===== Data provided =====
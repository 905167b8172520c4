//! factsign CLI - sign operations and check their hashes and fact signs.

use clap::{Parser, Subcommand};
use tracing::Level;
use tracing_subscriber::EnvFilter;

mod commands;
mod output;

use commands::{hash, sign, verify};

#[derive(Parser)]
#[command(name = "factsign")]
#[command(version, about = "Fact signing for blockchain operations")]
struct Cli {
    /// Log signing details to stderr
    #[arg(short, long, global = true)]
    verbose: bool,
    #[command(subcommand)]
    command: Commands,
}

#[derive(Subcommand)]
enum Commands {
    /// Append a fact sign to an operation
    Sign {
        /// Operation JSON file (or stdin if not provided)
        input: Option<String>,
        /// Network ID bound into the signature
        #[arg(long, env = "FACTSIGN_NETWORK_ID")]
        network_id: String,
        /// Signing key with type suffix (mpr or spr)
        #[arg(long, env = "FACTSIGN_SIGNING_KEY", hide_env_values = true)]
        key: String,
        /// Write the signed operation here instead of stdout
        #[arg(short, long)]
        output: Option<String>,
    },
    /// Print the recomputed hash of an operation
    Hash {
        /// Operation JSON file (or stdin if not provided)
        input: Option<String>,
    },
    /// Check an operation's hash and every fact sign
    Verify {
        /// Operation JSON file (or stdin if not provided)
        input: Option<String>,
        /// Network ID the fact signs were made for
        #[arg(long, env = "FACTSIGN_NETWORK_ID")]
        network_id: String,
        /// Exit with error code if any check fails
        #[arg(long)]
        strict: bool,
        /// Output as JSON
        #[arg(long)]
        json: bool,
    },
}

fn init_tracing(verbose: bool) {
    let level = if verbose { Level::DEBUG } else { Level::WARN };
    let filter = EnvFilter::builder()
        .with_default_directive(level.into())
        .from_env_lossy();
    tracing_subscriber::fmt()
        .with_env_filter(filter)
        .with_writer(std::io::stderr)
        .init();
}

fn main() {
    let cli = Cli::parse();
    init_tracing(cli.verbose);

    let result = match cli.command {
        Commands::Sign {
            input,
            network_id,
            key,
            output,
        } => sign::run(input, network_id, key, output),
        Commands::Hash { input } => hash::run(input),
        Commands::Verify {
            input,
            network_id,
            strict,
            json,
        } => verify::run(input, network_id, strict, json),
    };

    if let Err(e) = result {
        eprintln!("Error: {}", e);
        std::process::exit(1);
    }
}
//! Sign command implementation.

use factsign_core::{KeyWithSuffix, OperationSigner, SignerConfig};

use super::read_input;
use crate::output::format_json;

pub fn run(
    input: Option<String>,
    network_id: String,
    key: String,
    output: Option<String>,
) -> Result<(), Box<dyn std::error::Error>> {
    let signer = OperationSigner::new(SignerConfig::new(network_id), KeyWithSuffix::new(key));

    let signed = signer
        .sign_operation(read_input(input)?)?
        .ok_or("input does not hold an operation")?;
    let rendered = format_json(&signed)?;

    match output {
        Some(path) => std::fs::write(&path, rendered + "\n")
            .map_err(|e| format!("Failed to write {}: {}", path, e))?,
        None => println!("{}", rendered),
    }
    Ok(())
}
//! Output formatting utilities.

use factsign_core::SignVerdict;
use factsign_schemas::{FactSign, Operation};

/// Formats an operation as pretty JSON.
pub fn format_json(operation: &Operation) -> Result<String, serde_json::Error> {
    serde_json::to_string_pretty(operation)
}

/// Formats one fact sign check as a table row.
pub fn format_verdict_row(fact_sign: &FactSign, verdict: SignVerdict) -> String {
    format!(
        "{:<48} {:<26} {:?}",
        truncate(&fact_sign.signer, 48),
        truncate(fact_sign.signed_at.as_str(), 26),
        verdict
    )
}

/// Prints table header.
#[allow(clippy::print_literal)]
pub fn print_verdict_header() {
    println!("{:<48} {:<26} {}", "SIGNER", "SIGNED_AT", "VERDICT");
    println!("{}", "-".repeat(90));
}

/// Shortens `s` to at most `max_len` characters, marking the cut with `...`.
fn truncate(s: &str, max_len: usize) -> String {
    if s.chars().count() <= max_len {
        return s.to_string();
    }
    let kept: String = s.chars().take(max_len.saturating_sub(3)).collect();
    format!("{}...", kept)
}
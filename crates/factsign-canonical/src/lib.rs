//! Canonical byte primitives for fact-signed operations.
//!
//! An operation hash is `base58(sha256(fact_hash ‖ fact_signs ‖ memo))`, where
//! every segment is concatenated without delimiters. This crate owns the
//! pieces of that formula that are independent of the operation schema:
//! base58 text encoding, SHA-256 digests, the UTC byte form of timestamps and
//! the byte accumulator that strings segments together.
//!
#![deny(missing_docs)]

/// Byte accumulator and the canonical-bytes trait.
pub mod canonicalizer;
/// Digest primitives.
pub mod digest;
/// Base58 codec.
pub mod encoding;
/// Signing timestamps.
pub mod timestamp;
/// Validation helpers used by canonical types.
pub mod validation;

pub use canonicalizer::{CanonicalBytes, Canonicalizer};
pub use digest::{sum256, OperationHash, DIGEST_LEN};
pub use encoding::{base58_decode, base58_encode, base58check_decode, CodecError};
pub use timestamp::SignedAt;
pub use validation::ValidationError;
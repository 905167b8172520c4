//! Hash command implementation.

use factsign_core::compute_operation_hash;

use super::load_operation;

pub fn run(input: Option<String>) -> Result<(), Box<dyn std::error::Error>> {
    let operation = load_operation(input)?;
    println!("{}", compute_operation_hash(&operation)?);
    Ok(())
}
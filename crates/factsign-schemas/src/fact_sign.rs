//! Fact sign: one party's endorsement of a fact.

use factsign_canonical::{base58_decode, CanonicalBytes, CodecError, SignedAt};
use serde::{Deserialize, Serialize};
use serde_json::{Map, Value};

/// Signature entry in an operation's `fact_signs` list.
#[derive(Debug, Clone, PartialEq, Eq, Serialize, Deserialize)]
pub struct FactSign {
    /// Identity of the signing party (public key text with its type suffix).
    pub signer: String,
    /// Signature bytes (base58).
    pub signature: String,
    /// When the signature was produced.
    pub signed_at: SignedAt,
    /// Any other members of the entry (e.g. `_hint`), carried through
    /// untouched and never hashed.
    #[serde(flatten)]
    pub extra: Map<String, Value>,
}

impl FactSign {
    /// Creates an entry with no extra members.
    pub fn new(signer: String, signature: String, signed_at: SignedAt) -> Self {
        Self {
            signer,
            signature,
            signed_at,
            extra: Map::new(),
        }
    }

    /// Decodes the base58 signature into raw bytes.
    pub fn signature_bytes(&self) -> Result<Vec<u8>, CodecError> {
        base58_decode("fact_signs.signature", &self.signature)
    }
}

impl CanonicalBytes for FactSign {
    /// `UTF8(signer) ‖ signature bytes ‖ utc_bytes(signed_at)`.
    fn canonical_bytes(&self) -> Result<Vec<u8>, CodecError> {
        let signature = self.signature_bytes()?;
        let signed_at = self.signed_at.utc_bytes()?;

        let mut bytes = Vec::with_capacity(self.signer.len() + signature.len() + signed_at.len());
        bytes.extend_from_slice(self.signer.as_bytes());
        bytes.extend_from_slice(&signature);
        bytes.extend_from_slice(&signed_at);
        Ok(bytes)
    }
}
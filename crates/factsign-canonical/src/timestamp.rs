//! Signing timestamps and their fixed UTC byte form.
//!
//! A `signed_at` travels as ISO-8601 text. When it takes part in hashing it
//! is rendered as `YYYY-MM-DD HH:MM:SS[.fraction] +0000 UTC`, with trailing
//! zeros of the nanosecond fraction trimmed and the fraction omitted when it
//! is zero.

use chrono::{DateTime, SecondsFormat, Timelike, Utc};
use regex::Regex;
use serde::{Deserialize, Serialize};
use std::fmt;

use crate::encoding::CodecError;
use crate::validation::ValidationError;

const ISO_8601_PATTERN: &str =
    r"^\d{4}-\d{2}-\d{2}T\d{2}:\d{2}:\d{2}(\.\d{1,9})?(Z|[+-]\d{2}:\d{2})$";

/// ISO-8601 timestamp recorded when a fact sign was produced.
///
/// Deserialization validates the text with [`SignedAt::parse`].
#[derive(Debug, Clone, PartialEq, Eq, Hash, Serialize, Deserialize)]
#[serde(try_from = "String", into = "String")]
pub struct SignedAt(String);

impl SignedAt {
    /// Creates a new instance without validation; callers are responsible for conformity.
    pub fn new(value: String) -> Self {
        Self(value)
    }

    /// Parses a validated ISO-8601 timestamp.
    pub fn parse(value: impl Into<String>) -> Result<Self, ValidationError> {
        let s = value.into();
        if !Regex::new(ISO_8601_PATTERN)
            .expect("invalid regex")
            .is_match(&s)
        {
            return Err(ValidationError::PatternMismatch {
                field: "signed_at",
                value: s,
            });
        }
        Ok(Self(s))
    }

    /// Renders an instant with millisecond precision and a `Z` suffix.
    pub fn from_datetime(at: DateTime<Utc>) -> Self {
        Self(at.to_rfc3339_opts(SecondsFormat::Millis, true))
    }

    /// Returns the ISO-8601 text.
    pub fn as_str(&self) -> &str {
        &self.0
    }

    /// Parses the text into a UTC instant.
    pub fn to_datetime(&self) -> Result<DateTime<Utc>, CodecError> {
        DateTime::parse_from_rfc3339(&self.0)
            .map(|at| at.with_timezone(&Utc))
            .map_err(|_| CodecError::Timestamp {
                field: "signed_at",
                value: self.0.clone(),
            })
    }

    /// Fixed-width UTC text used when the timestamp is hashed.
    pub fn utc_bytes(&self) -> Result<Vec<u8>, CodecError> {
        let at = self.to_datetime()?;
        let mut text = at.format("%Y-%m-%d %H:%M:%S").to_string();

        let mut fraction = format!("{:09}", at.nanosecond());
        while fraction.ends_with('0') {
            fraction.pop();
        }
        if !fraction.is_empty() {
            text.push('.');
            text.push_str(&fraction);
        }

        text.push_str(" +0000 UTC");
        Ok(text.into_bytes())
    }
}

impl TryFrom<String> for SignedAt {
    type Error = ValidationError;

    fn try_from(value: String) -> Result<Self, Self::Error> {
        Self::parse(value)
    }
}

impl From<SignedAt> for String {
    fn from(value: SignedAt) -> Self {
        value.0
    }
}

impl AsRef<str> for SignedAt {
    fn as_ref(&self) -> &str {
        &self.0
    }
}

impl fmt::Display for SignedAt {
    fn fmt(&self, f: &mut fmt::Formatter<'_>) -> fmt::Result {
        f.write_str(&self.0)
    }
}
=====
● **Activity**
Please return only the lines above, starting at the line that has "impl CanonicalBytes for" and ending at the line that has "filename crates/factsign-canonical/src/timestamp.rs", keeping both and leaving each one unchanged.

● **Result for this exercise**
impl CanonicalBytes for FactSign {
    /// `UTF8(signer) ‖ signature bytes ‖ utc_bytes(signed_at)`.
    fn canonical_bytes(&self) -> Result<Vec<u8>, CodecError> {
        let signature = self.signature_bytes()?;
        let signed_at = self.signed_at.utc_bytes()?;

        let mut bytes = Vec::with_capacity(self.signer.len() + signature.len() + signed_at.len());
        bytes.extend_from_slice(self.signer.as_bytes());
        bytes.extend_from_slice(&signature);
        bytes.extend_from_slice(&signed_at);
        Ok(bytes)
    }
}
filename crates/factsign-canonical/src/timestamp.rs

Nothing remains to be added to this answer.